Hmm, actually, even with float32 I get perfect accuracy even from naive implementation. I think the problem is actually that it's possible for the sum of weights to be 0. Adding a simple w = max(w, 1e-37) actually works around the issue, too. Though it changes subjective appearance, for reasons I don't yet entirely understand.

I'm still not sure what's actually going on in this AR kernel.

haasn commented 1 year ago

Oh, I figured out a very stupid trick:

We can 'fix' the tiny weights by simply multiplying on big constant, e.g. w = 1e30 * pow(w, 32). I tried doing this for a while, but finally realized why it didn't help on its own. The solution is to split this up into iterated w = a * w * w (5 times to get exponent of 32), with a picked to roughly preserve the value range (a value of 2.0 seems to work well).

This will help protect the weights and prevent them from shooting off to 0

bjin commented 1 year ago

I think the problem is actually that it's possible for the sum of weights to be 0.

Is it really possible?

From what I understand, weight w_i should never be a problem, since it's multiplied only once. And the sum of weights should never be close to zero, otherwise I consider it a bug.

it's c_i what's worth taking care off, since c_i^32 can easily exceeds the range of float32. (2^(-8))^32 vs 2^(-127).

The solution I came up with is mapping c_i from [0, 1.0] to [0.5, 1.5], then c_i^32 should be handled by float32 well.

bjin commented 1 year ago

((w₁C₁^k + w₂C₂^k + ...)/(w₁C₁^(k-1) + w₂C₂^(k-1) + ...)

Also with this formula, sum of weights doesn't have to be normalized to 1.0. It can be calculated as is.

haasn commented 1 year ago

Is it really possible?

To be clear, I talk about the sum of w * c^32 values (i.e. the adjusted weight). For example if c is black everywhere, this is trivially true. But clamping to 1e-37 solves that edge case.

The solution I came up with is mapping c_i from [0, 1.0] to [0.5, 1.5], then c_i^32 should be handled by float32 well.
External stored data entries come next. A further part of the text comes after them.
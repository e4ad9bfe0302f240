//! Error types for the geoflow metrics store.

use thiserror::Error;

/// Result type alias for metrics store operations.
pub type StoreResult<T> = Result<T, StoreError>;

/// Errors that can occur during metrics store operations.
#[derive(Debug, Error)]
pub enum StoreError {
    #[error("failed to open database: {0}")]
    Open(String),

    #[error("transaction error: {0}")]
    Transaction(String),

    #[error("table error: {0}")]
    Table(String),

    #[error("read error: {0}")]
    Read(String),

    #[error("write error: {0}")]
    Write(String),

    #[error("serialization error: {0}")]
    Serialize(String),

    #[error("deserialization error: {0}")]
    Deserialize(String),

    #[error("unknown table: {0}")]
    UnknownTable(String),
}

impl StoreError {
    /// Whether retrying the same operation may succeed.
    ///
    /// Malformed rows and unknown tables never heal on retry.
    pub fn is_transient(&self) -> bool {
        matches!(
            self,
            StoreError::Open(_)
                | StoreError::Transaction(_)
                | StoreError::Table(_)
                | StoreError::Read(_)
                | StoreError::Write(_)
        )
    }
}
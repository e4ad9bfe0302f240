use tracing::debug;

use crate::error::{SolverError, SolverResult};
use crate::workflow::WorkflowModel;

use super::{SearchContext, SearchOutcome, SearchStrategy};

/// Exhaustive search over the Cartesian product of allowed sets.
#[derive(Debug, Clone, Copy, Default)]
pub struct FineSearch;

/// Number of assignments in the product of allowed sets, saturating.
pub fn space_size(model: &WorkflowModel) -> u128 {
    (0..model.instance_count())
        .map(|i| model.allowed_regions(i).len() as u128)
        .fold(1u128, u128::saturating_mul)
}

impl SearchStrategy for FineSearch {
    fn name(&self) -> &'static str {
        "fine"
    }

    fn describe(&self) -> String {
        "every instance placed independently (exhaustive)".to_string()
    }

    fn search(&self, ctx: &SearchContext<'_>) -> SolverResult<SearchOutcome> {
        let model = ctx.calculator.model();
        let size = space_size(model);
        let cap = ctx.params.max_candidates;
        if size > u128::from(cap) {
            return Err(SolverError::SearchSpaceTooLarge { size, cap });
        }
        debug!(size = size as u64, "fine-grained search space");

        let allowed: Vec<&[usize]> = (0..model.instance_count())
            .map(|i| model.allowed_regions(i))
            .collect();
        let mut evaluator = ctx.evaluator();
        evaluator.run_all(Odometer::new(allowed));
        Ok(evaluator.finish())
    }
}

/// Mixed-radix counter over allowed sets, in lexicographic order of the
/// resulting assignment vectors.
struct Odometer<'a> {
    allowed: Vec<&'a [usize]>,
    digits: Vec<usize>,
    done: bool,
}

impl<'a> Odometer<'a> {
    fn new(allowed: Vec<&'a [usize]>) -> Self {
        let done = allowed.iter().any(|set| set.is_empty());
        Self {
            digits: vec![0; allowed.len()],
            allowed,
            done,
        }
    }
}

impl Iterator for Odometer<'_> {
    type Item = Vec<usize>;

    fn next(&mut self) -> Option<Vec<usize>> {
        if self.done {
            return None;
        }
        let current = self
            .digits
            .iter()
            .zip(&self.allowed)
            .map(|(d, set)| set[*d])
            .collect();

        // Advance: the last instance varies fastest.
        let mut position = self.digits.len();
        loop {
            if position == 0 {
                self.done = true;
                break;
            }
            position -= 1;
            self.digits[position] += 1;
            if self.digits[position] < self.allowed[position].len() {
                break;
            }
            self.digits[position] = 0;
        }
        Some(current)
    }
}
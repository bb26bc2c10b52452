//! Memoised coordinate arrays and bin edges.
//!
//! Generating coordinate arrays costs a full pass over every pixel and its
//! corners, so results are kept per `(metadata, binning, shape)` and reused
//! while all three compare equal. Keys compare by value: mutating a detector
//! or the wavelength produces a different key and the stale entry is never
//! returned.

use crate::arrays::{
    azimuthal_array, azimuthal_range_arrays, radial_array, radial_range_arrays, CoordinateArray,
};
use crate::bins::{edges_for, BinEdges, Scale};
use parking_lot::Mutex;
use powderpix_core::{AxisKind, BinningKey, DiffractionMetadata, IntegrationConfig, Result};
use std::collections::VecDeque;
use std::sync::Arc;

const DEFAULT_AZIMUTHAL_BASE: f64 = -180.0;

/// Coordinate arrays and edges ready for integration.
#[derive(Debug, Clone, PartialEq)]
pub struct PreparedBins {
    /// Radial coordinates, in binning space.
    pub radial: CoordinateArray,
    /// Azimuthal coordinates in degrees.
    pub azimuthal: CoordinateArray,
    /// Radial edges.
    pub radial_edges: BinEdges,
    /// Azimuthal edges.
    pub azimuthal_edges: BinEdges,
    /// Configured radial range in binning space.
    pub radial_limits: Option<[f64; 2]>,
    /// Configured azimuthal range in degrees.
    pub azimuthal_limits: Option<[f64; 2]>,
    /// Meaning of the radial axis.
    pub radial_kind: AxisKind,
    /// Array shape `(rows, columns)`.
    pub shape: (usize, usize),
}

impl PreparedBins {
    /// Generates coordinate arrays and edges for `shape`.
    ///
    /// # Errors
    /// Fails if the beam centre cannot be located on the detector.
    pub fn build(
        metadata: &DiffractionMetadata,
        key: &BinningKey,
        shape: (usize, usize),
    ) -> Result<Self> {
        let beam_centre = metadata.detector.beam_centre_coords()?;
        let base = key
            .azimuthal_range
            .map_or(DEFAULT_AZIMUTHAL_BASE, |[min, _]| min);

        let (radial, azimuthal) = if key.pixel_splitting {
            let (min, max) = radial_range_arrays(metadata, shape, key.x_axis)?;
            let (az_min, az_max) = azimuthal_range_arrays(beam_centre, shape, base, false);
            (
                CoordinateArray::Range { min, max },
                CoordinateArray::Range {
                    min: az_min,
                    max: az_max,
                },
            )
        } else {
            (
                CoordinateArray::Centre(radial_array(metadata, shape, key.x_axis)?),
                CoordinateArray::Centre(azimuthal_array(beam_centre, shape, base, false)),
            )
        };

        let scale = if key.log_radial {
            Scale::Log10
        } else {
            Scale::Linear
        };
        let radial = match scale {
            Scale::Log10 => radial.into_log10(),
            Scale::Linear => radial,
        };

        let centred = !key.pixel_splitting;
        let radial_edges = edges_for(&radial, key.radial_range, key.n_bins, scale, centred);
        let azimuthal_edges = edges_for(
            &azimuthal,
            key.azimuthal_range,
            key.n_azimuthal_bins,
            Scale::Linear,
            centred,
        );

        Ok(Self {
            radial,
            azimuthal,
            radial_edges,
            azimuthal_edges,
            radial_limits: key
                .radial_range
                .map(|[min, max]| [scale.forward(min), scale.forward(max)]),
            azimuthal_limits: key.azimuthal_range,
            radial_kind: AxisKind::from(key.x_axis),
            shape,
        })
    }
}

struct CacheEntry {
    metadata: DiffractionMetadata,
    key: BinningKey,
    shape: (usize, usize),
    bins: Arc<PreparedBins>,
}

#[derive(Default)]
struct CacheState {
    entries: VecDeque<CacheEntry>,
    hits: usize,
    misses: usize,
}

impl CacheState {
    fn find(
        &self,
        metadata: &DiffractionMetadata,
        key: &BinningKey,
        shape: (usize, usize),
    ) -> Option<Arc<PreparedBins>> {
        self.entries
            .iter()
            .find(|e| e.shape == shape && e.key == *key && e.metadata == *metadata)
            .map(|e| Arc::clone(&e.bins))
    }
}

/// Hit and miss counts of an [`IntegrationCache`].
#[derive(Debug, Clone, Copy, Default, PartialEq, Eq)]
pub struct CacheStatistics {
    /// Lookups answered from the cache.
    pub hits: usize,
    /// Lookups that generated new arrays.
    pub misses: usize,
    /// Entries currently held.
    pub entries: usize,
}

/// Thread-safe cache of [`PreparedBins`].
///
/// Lookups and insertions are serialised by one lock. Arrays are generated
/// outside it, so two threads missing on the same key at once may both build;
/// the first insertion wins and later callers receive that entry.
pub struct IntegrationCache {
    capacity: usize,
    state: Mutex<CacheState>,
}

impl Default for IntegrationCache {
    fn default() -> Self {
        Self::new(8)
    }
}

impl IntegrationCache {
    /// Creates a cache holding up to `capacity` entries (at least one).
    #[must_use]
    pub fn new(capacity: usize) -> Self {
        Self {
            capacity: capacity.max(1),
            state: Mutex::new(CacheState::default()),
        }
    }

    /// Returns the prepared bins for this calibration and configuration,
    /// generating them on a miss.
    ///
    /// # Errors
    /// Propagates failures from [`PreparedBins::build`].
    pub fn get_or_prepare(
        &self,
        metadata: &DiffractionMetadata,
        config: &IntegrationConfig,
        shape: (usize, usize),
    ) -> Result<Arc<PreparedBins>> {
        let key = config.binning_key();
        {
            let mut state = self.state.lock();
            if let Some(bins) = state.find(metadata, &key, shape) {
                state.hits += 1;
                log::debug!("integration cache hit for shape {shape:?}");
                return Ok(bins);
            }
            state.misses += 1;
        }

        // the lock must not be held here: generation runs rayon jobs and a
        // worker waiting on them may re-enter this cache
        log::debug!("integration cache miss for shape {shape:?}, generating arrays");
        let bins = Arc::new(PreparedBins::build(metadata, &key, shape)?);

        let mut state = self.state.lock();
        if let Some(existing) = state.find(metadata, &key, shape) {
            return Ok(existing);
        }
        if state.entries.len() == self.capacity {
            state.entries.pop_front();
        }
        state.entries.push_back(CacheEntry {
            metadata: metadata.clone(),
            key,
            shape,
            bins: Arc::clone(&bins),
        });
        Ok(bins)
    }

    /// Drops every entry.
    pub fn clear(&self) {
        self.state.lock().entries.clear();
    }

    /// Number of entries held.
    #[must_use]
    pub fn len(&self) -> usize {
        self.state.lock().entries.len()
    }

    /// Returns true if no entries are held.
    #[must_use]
    pub fn is_empty(&self) -> bool {
        self.len() == 0
    }

    /// Hit and miss counts.
    #[must_use]
    pub fn statistics(&self) -> CacheStatistics {
        let state = self.state.lock();
        CacheStatistics {
            hits: state.hits,
            misses: state.misses,
            entries: state.entries.len(),
        }
    }
}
Oh, that's much cleverer than what I was doing (multiplying by constant), and solves the issue here. It also preserves differentiation between high and low values (the ultimate goal), even if we race off to infinity in both directions. Maybe an even smarter idea would be to normalize it relative to the current color value, so that all values exceeding the current pixel value are above 1.0, and all values below the current pixel value are below 1.0. But it works fine as-is now.

With your trick I can even go up to exponents as high as 128 without issue.

Also with this formula, sum of weights doesn't have to be normalized to 1.0. It can be calculated as is.

Not sure what you mean. I still need to normalize to the sum of adjusted weights at the end.

bjin commented 1 year ago

Not sure what you mean. I still need to normalize to the sum of adjusted weights at the end.

I mean wgsum doesn't have to be calculated, since in ((w₁C₁^k + w₂C₂^k + ...)/(w₁C₁^(k-1) + w₂C₂^(k-1) + ...), both dividend and divisors contains 1.0 / wgsum as factor, it can be cancelled.

I have an initial implementation for ravu-zoom and ravu-lite for reference: ec0fd218fc02d7f6897c9a4a283af5a4db183e43

haasn commented 1 year ago

Oh, I see, you are actually doing it slightly different from me - but you still need to divide at the end, which is basically what I'm doing with wwsum. in my branch:

https://code.videolan.org/videolan/libplacebo/-/merge_requests/526/diffs?commit_id=0f37737bae34a3a2be47799c7eb6afa422125d18

haasn commented 1 year ago

I changed also the shifting from [0.5, 1.5] to [1.0, 2.0], for a quick litmus test we can see that 0.5^32 is denormalized but 2^32 retains full precision. I'm not sure I can articulate why. But maybe it has something to do with the fact that very small (black) values don't change the number at all, now, meaning we get the biggest change in exponent from the value we care about the most (true max). So if you add a bunch of values of shape pow(x+1,k) for very large k, this will degenerate into just representing max(x) as you run into precision limits - which is exactly the result we want.

Edit: This is not true, I'm not sure why I thought it was - 0.5 ^ 128 and 2 ^ 128 both run into floating exponent limits. Though I still suspect shifting by +1 will produce value closer to true max than shifting by +0.5 only. 🤷🏻

Edit 2: Actually, in testing, this is not true. And I guess from intuition, you want to make the extra added value as small as possible. So maybe going off this logic, we should solve for offset^32 = minimum, so to maintain minimum value of 1e-37 we should set the offset to 0.07. I'll do some testing

bjin commented 1 year ago

thanks for pointing this out!